(Collected data)
+ + + + + + +
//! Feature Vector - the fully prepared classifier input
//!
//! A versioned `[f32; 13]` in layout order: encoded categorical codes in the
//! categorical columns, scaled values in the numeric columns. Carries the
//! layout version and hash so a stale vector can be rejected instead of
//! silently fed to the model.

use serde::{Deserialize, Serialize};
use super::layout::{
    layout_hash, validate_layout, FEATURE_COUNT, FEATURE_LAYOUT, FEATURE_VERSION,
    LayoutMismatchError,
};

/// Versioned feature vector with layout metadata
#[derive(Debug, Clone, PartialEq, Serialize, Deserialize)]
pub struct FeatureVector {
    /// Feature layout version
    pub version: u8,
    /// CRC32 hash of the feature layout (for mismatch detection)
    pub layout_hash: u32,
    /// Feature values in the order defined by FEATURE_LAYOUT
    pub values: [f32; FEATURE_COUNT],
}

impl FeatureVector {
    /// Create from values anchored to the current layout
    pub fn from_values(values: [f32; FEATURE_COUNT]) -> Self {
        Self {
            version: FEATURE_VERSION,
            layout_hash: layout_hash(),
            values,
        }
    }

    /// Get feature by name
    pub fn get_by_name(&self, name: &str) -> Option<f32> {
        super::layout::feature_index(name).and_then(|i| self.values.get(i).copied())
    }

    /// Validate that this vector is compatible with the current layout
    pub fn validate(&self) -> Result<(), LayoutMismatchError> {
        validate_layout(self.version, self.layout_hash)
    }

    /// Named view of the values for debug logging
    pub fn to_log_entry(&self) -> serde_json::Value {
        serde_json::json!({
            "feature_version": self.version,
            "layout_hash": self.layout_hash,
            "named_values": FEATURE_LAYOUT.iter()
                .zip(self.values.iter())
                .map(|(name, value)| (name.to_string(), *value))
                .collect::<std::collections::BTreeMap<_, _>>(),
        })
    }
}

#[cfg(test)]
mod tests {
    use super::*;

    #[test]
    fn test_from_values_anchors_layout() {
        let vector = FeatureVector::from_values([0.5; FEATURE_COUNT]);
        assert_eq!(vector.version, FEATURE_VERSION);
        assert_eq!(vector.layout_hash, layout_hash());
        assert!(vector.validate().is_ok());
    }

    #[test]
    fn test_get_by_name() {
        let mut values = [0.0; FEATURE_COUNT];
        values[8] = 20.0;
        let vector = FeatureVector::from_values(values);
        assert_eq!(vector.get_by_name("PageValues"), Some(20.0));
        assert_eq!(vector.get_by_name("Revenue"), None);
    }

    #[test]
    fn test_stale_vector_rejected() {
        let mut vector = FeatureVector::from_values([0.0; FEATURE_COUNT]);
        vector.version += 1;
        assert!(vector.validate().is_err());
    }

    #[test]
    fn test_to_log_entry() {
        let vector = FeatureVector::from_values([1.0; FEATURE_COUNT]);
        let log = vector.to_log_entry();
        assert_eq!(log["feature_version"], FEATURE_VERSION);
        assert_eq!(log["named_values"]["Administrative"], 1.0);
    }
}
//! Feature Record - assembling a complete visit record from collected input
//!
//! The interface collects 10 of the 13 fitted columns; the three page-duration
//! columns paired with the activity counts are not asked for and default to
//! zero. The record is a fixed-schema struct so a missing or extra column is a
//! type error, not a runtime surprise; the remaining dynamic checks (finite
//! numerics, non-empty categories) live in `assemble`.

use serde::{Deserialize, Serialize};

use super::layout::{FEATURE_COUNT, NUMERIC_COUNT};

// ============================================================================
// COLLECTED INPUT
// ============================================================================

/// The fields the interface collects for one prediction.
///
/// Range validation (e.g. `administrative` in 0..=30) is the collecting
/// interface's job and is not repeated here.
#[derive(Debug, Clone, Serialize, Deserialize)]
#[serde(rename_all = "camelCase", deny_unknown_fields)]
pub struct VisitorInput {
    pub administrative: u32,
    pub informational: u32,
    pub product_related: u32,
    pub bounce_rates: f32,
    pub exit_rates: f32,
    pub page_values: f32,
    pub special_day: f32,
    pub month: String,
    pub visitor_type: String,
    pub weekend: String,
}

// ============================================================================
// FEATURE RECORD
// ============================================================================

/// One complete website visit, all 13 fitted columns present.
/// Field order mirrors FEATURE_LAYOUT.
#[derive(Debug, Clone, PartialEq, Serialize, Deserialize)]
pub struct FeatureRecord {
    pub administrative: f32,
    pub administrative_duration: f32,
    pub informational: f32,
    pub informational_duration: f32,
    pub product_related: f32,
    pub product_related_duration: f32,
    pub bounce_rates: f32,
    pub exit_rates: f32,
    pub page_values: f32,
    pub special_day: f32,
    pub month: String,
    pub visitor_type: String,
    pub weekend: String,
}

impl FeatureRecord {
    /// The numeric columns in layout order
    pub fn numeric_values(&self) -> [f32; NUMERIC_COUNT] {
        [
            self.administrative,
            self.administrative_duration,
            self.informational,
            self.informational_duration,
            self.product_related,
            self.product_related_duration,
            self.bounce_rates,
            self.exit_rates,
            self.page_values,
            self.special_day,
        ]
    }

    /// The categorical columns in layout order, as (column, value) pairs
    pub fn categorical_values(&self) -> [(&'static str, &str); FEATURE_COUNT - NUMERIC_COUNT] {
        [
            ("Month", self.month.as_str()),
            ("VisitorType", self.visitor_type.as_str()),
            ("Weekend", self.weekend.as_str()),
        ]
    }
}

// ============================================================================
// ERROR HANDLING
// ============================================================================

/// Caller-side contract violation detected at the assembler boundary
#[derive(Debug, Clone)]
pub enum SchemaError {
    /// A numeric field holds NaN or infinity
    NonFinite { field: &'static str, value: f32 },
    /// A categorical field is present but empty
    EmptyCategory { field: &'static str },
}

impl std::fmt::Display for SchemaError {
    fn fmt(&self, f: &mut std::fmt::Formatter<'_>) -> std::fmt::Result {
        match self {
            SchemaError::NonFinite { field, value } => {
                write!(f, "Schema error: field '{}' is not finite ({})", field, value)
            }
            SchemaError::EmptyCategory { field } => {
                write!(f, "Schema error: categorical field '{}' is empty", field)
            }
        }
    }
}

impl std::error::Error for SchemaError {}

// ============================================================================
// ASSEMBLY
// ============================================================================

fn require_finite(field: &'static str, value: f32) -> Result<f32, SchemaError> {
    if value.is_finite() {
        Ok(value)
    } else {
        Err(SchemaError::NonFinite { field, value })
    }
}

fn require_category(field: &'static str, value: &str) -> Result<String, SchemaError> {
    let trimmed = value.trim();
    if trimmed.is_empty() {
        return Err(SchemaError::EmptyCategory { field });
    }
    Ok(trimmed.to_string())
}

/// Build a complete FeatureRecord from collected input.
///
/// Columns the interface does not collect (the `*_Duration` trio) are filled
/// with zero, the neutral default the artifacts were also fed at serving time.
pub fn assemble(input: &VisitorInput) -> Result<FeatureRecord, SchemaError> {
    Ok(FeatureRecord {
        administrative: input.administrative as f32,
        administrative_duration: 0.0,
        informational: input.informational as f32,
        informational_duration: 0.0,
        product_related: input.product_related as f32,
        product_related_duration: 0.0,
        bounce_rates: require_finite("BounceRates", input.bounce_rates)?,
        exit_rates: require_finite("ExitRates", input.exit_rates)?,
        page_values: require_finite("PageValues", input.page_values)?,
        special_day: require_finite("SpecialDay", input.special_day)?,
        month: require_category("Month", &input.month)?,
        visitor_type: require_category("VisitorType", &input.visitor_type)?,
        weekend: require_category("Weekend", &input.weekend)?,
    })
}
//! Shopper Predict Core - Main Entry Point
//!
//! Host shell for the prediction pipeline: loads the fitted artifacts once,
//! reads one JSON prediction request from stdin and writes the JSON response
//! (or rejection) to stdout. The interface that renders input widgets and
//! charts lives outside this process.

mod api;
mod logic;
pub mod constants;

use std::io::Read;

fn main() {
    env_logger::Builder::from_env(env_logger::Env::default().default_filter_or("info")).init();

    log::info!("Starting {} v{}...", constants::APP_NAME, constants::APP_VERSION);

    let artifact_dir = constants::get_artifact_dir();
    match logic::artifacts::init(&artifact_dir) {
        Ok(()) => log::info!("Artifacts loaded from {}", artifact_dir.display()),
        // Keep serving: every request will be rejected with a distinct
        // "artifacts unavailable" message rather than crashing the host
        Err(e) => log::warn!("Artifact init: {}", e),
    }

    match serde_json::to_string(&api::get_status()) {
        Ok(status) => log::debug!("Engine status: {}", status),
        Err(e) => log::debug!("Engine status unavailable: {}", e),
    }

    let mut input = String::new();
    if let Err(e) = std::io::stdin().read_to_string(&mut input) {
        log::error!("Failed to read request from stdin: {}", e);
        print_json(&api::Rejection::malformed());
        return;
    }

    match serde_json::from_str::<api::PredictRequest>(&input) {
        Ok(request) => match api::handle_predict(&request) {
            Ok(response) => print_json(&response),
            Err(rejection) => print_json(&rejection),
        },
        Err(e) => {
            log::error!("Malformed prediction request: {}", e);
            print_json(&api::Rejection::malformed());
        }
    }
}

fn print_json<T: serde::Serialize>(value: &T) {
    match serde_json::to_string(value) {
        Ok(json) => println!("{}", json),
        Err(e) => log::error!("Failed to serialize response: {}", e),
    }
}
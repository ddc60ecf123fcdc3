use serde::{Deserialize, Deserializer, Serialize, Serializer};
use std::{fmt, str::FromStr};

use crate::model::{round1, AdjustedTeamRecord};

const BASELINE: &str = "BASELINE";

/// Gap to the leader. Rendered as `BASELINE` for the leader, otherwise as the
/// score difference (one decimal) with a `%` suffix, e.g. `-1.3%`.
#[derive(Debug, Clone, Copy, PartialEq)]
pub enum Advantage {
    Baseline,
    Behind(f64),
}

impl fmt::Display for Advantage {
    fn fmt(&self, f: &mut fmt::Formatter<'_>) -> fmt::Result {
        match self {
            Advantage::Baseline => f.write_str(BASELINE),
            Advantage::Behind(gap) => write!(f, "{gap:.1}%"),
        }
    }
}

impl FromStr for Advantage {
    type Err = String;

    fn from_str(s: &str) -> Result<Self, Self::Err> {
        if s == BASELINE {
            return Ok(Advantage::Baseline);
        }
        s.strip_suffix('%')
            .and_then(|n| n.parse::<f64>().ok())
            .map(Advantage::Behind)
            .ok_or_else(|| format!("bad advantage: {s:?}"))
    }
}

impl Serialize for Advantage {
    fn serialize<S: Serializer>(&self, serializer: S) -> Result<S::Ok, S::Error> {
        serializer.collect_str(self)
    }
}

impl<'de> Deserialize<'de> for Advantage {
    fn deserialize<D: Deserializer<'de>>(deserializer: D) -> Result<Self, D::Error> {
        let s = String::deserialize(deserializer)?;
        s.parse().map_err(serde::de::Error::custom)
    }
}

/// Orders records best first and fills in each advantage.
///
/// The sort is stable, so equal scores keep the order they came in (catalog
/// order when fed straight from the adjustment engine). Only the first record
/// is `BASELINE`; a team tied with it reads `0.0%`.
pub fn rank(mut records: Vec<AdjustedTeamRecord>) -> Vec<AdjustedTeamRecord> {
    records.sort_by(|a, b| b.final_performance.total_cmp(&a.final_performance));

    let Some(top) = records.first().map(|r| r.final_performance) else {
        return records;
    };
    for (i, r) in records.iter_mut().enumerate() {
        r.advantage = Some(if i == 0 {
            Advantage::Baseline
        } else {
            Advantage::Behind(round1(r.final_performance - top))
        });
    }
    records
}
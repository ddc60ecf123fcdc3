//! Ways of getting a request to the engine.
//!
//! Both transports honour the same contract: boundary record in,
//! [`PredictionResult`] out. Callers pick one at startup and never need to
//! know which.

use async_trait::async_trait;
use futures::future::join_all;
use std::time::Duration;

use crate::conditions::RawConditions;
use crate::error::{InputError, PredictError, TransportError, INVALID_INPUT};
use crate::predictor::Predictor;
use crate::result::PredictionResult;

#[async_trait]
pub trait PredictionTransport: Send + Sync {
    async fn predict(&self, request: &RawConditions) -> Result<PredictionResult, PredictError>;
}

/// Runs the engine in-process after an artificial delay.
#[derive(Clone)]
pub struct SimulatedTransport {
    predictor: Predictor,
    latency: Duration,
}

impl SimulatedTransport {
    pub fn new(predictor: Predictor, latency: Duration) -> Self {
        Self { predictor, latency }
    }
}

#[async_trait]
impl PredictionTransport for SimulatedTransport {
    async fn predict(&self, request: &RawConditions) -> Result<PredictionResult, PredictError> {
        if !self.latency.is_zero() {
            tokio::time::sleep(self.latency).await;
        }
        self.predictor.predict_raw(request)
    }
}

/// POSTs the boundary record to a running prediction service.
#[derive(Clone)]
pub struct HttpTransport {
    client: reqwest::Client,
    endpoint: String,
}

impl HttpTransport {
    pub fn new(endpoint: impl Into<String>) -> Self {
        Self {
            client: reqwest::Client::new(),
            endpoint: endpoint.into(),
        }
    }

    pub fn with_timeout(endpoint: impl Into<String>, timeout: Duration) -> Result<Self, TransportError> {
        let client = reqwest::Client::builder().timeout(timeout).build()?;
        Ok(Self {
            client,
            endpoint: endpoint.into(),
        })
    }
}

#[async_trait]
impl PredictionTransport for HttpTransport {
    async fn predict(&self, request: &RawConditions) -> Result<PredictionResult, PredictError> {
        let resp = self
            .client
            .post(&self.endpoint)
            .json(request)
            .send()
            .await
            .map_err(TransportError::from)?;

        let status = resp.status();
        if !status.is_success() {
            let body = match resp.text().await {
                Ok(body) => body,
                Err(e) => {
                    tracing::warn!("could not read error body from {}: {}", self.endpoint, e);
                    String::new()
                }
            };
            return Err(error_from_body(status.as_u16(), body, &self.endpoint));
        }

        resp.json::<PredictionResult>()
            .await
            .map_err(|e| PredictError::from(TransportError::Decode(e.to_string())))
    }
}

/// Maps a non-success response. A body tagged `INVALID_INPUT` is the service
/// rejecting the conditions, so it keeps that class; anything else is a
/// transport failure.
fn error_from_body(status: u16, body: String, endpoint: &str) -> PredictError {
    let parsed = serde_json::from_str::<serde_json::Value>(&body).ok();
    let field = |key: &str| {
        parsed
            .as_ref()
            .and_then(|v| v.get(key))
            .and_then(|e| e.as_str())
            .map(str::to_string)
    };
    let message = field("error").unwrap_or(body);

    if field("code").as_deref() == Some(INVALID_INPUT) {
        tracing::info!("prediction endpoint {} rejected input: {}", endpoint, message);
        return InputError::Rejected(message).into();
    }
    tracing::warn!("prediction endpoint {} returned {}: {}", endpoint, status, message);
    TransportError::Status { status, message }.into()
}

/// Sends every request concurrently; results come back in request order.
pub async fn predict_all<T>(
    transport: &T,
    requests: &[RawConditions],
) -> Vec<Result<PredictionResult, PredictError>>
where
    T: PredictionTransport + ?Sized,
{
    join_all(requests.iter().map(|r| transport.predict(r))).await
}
+ + + + + + +
:: Aim of the exercise ::
Copy out all lines from the records where the word "PageValues" appears.

:: Reply ::
        assert_eq!(vector.get_by_name("PageValues"), Some(20.0));
        page_values: require_finite("PageValues", input.page_values)?,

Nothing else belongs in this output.